Task to complete –
Within the entries below, find the portion that opens with the line containing "use crate::config::Settings;" and closes with the line containing "pub fn list_version_tags(repo: &Repository, settings: &Settings)". Retype that portion exactly and only.

(Material shown Opens)

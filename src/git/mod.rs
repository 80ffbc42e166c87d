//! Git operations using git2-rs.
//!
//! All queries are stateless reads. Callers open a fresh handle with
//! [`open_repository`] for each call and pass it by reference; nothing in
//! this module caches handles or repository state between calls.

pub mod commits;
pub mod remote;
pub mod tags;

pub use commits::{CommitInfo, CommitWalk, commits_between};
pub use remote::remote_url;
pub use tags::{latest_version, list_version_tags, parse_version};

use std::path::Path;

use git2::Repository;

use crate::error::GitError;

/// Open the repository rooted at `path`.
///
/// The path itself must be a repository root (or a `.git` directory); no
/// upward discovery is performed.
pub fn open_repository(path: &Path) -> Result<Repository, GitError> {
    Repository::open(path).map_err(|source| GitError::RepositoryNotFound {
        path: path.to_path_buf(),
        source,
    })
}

(Material shown Closes)
(Material shown Opens)

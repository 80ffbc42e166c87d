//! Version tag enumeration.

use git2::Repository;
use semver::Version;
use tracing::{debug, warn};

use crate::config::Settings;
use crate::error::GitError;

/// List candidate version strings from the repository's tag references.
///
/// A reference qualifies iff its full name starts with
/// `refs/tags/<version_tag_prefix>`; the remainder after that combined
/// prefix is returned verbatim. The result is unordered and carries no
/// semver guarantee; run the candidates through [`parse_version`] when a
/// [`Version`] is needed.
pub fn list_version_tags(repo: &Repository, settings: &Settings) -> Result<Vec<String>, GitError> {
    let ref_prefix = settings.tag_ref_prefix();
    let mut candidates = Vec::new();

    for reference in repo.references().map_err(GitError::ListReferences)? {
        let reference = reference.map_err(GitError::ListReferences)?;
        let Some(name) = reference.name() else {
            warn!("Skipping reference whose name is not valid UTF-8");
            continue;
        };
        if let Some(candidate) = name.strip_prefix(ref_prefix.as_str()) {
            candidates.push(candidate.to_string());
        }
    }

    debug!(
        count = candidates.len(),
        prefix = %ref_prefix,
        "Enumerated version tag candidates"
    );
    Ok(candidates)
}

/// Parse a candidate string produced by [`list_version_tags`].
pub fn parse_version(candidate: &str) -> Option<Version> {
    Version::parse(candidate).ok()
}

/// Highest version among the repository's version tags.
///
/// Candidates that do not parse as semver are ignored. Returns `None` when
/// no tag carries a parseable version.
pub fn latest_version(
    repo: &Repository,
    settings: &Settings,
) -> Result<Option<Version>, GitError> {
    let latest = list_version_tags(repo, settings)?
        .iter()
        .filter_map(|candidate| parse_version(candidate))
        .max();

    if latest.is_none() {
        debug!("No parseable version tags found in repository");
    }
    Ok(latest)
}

(Material shown Closes)

Task result –
use crate::config::Settings;
use crate::error::GitError;

/// List candidate version strings from the repository's tag references.
///
/// A reference qualifies iff its full name starts with
/// `refs/tags/<version_tag_prefix>`; the remainder after that combined
/// prefix is returned verbatim. The result is unordered and carries no
/// semver guarantee; run the candidates through [`parse_version`] when a
/// [`Version`] is needed.
pub fn list_version_tags(repo: &Repository, settings: &Settings) -> Result<Vec<String>, GitError> {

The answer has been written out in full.